Trust Center / Security

Security-focused architecture for sensitive case operations.

Caseflow is built around authenticated workspace access, role-aware collaboration, document-scoped authorization, controlled AI processing, and reviewable operational workflows.

Operational security model

The security model combines application permissions, backend validation, scoped document access, provider-managed infrastructure controls, and human review requirements.

Authentication & access control

Workspace access is authenticated, role-aware, and scoped to the records a user is permitted to work with. Collaboration features are designed around least-privilege sharing rather than broad workspace exposure.

Data isolation

Case, task, document, and AI retrieval paths are designed around tenant and case boundaries. Shared access is rebuilt from current permissions before sensitive context is surfaced.

Document authorization

Supported document flows use storage paths plus permission-checked access requests. New migrated case and task uploads avoid storing reusable Firebase download-token URLs.

AI safeguards

AI requests go through backend controls, permission-aware retrieval, scoped vector filtering, stale artifact checks, confirmation flows, and human review requirements.

Auditability

Case history, AI audit metadata, confirmation records, and operational logs support traceability without treating logs as a substitute for professional review.

Monitoring & response

Support and operational channels route access, privacy, security, and AI handling concerns for review. Incident-response wording avoids unsupported SLA or certification claims.

Workspace isolation

Caseflow access checks are intended to keep each user inside the workspace, case, task, and document scope they are authorized to use.

  • Tenant-scoped ownership and shared access records.
  • Case-level capabilities for read, update, share, mailbox, task, and document workflows.
  • Task assignment and task-grant paths for constrained collaboration.
  • Accessible-document rebuilding before AI retrieval or controlled document access.

Encryption and storage

Data is stored with provider-managed infrastructure safeguards, while application controls govern who can reach records and files.

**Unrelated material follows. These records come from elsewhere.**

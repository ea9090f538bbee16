//! Engine configuration file handling
//!
//! This is the manager's own configuration (remote shell, timeouts, log file).
//! Per-test configuration lives in `.env` files, see [`crate::testenv`].

use serde::Deserialize;
use std::path::{Path, PathBuf};
use std::time::Duration;

use super::paths::config_path;
use super::Result;

/// Environment variable naming the script directory
pub const SCRIPT_DIR_ENV: &str = "STRESSTEST_SCRIPTDIR";

/// Main configuration structure
#[derive(Debug, Deserialize, Default, Clone)]
pub struct Config {
    /// Engine settings
    #[serde(default)]
    pub engine: EngineConfig,

    /// Timeout settings
    #[serde(default)]
    pub timeouts: Timeouts,

    /// Logging settings
    #[serde(default)]
    pub logging: LoggingConfig,
}

/// Engine settings
#[derive(Debug, Deserialize, Clone)]
pub struct EngineConfig {
    /// Directory holding `stressTestDefault.env`, `<appType>Default.env`
    /// and the launch scripts
    #[serde(default)]
    pub script_dir: Option<PathBuf>,

    /// Command prefix used to reach a remote host; the host name and the
    /// launcher words are appended to it
    #[serde(default = "default_remote_shell")]
    pub remote_shell: Vec<String>,

    /// Launcher template used when a participant sets no `TEST_LAUNCHER`
    #[serde(default = "default_launcher")]
    pub default_launcher: String,
}

impl Default for EngineConfig {
    fn default() -> Self {
        Self {
            script_dir: None,
            remote_shell: default_remote_shell(),
            default_launcher: default_launcher(),
        }
    }
}

fn default_remote_shell() -> Vec<String> {
    vec!["ssh".to_string(), "-t".to_string(), "-t".to_string()]
}

fn default_launcher() -> String {
    "$SCRIPTDIR/launch_client.sh $TEST_TOP $CLIENT_NAME".to_string()
}

/// Timeout settings, milliseconds unless named `_secs`
#[derive(Debug, Deserialize, Clone)]
pub struct Timeouts {
    /// How long the orchestrator waits per completion poll
    #[serde(default = "default_poll_interval")]
    pub poll_interval_ms: u64,

    /// Per-attempt wait while draining a remote session's output
    #[serde(default = "default_drain_poll")]
    pub drain_poll_ms: u64,

    /// Watch mode polling period
    #[serde(default = "default_supervisor_tick")]
    pub supervisor_tick_ms: u64,

    /// A `startTest` marker older than this is ignored
    #[serde(default = "default_start_marker_fresh")]
    pub start_marker_fresh_secs: u64,

    /// Bound on running one remote kill marker
    #[serde(default = "default_remote_kill")]
    pub remote_kill_secs: u64,
}

impl Default for Timeouts {
    fn default() -> Self {
        Self {
            poll_interval_ms: default_poll_interval(),
            drain_poll_ms: default_drain_poll(),
            supervisor_tick_ms: default_supervisor_tick(),
            start_marker_fresh_secs: default_start_marker_fresh(),
            remote_kill_secs: default_remote_kill(),
        }
    }
}

fn default_poll_interval() -> u64 {
    100
}
fn default_drain_poll() -> u64 {
    1000
}
fn default_supervisor_tick() -> u64 {
    1000
}
fn default_start_marker_fresh() -> u64 {
    2
}
fn default_remote_kill() -> u64 {
    30
}

impl Timeouts {
    pub fn poll_interval(&self) -> Duration {
        Duration::from_millis(self.poll_interval_ms.max(1))
    }

    pub fn drain_poll(&self) -> Duration {
        Duration::from_millis(self.drain_poll_ms.max(1))
    }

    pub fn supervisor_tick(&self) -> Duration {
        Duration::from_millis(self.supervisor_tick_ms.max(1))
    }

    pub fn remote_kill(&self) -> Duration {
        Duration::from_secs(self.remote_kill_secs)
    }

    pub fn start_marker_fresh(&self) -> Duration {
        Duration::from_secs(self.start_marker_fresh_secs)
    }
}

/// Logging configuration
#[derive(Debug, Deserialize, Default, Clone)]
pub struct LoggingConfig {
    /// Append detailed logs to this file in addition to stderr
    #[serde(default)]
    pub file: Option<PathBuf>,
}

impl Config {
    /// Load configuration from `path`, or from the default config file
    ///
    /// Returns default configuration if the default file doesn't exist.
    /// An explicitly given path must exist.
    pub fn load(path: Option<&Path>) -> Result<Self> {
        let path = match path {
            Some(p) => p.to_path_buf(),
            None => match config_path() {
                Some(p) if p.exists() => p,
                _ => return Ok(Self::default()),
            },
        };

        let content = std::fs::read_to_string(&path).map_err(|e| super::Error::FileRead {
            path: path.display().to_string(),
            error: e.to_string(),
        })?;
        Self::parse(&content)
    }

    /// Parse configuration from TOML text
    pub fn parse(content: &str) -> Result<Self> {
        toml::from_str(content).map_err(|e| super::Error::ConfigParse(e.to_string()))
    }

    /// Resolve the script directory
    ///
    /// Order: config file, `STRESSTEST_SCRIPTDIR`, directory of the running
    /// executable, current directory.
    pub fn script_dir(&self) -> PathBuf {
        if let Some(dir) = &self.engine.script_dir {
            return dir.clone();
        }
        if let Ok(dir) = std::env::var(SCRIPT_DIR_ENV) {
            if !dir.is_empty() {
                return PathBuf::from(dir);
            }
        }
        std::env::current_exe()
            .ok()
            .and_then(|exe| exe.parent().map(Path::to_path_buf))
            .unwrap_or_else(|| PathBuf::from("."))
    }

    /// Resolve the remote shell command, looking its program up in PATH
    pub fn remote_shell(&self) -> Result<Vec<String>> {
        let (program, rest) = self
            .engine
            .remote_shell
            .split_first()
            .ok_or_else(|| super::Error::Config("remote_shell is empty".to_string()))?;

        let resolved = if Path::new(program).is_absolute() {
            PathBuf::from(program)
        } else {
            which::which(program)
                .map_err(|_| super::Error::RemoteShellNotFound(program.clone()))?
        };

        let mut shell = vec![resolved.to_string_lossy().into_owned()];
        shell.extend(rest.iter().cloned());
        Ok(shell)
    }
}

  • Authenticated Firebase and backend routes for workspace operations.
  • Storage-path based document records for migrated upload flows.
  • Short-lived signed access URLs for supported path-backed document views.
  • Legacy URL-only records retained for compatibility and tracked as residual risk.

Secure development and operations

  • Security-sensitive operations are routed through backend validation where practical.
  • AI write actions are allowlisted, risk assessed, and confirmation-gated.
  • Document access improvements favor short-lived, permission-checked access over stored token URLs.
  • Security information is kept practical and updated as the product changes.
  • Known legacy URL and attachment surfaces remain tracked as migration work rather than hidden.

Shared responsibility

  • Review workspace members and access grants regularly.
  • Use role-aware sharing and document-scoped authorization for sensitive matters.
  • Keep account credentials, devices, and browser sessions controlled.
  • Validate generated documents, AI summaries, and workflow updates before external use.
  • Report suspected unauthorized access, exposed links, or AI data handling concerns through support.

Responsible disclosure

Security reports, suspected unauthorized access, and privacy or AI data handling concerns should be submitted through support so they can be routed to the right reviewer. Dedicated vulnerability disclosure SLAs or bug bounty terms should only be published after operational approval.

Security issue

Include affected URLs, account email, observed behavior, screenshots where safe, and whether data may have been exposed.

Access concern

Report unexpected case, task, document, invitation, or workspace visibility with the minimum detail needed for triage.

AI handling concern

Share the case workflow, AI feature used, and why the generated output or retrieved context appears outside expectations.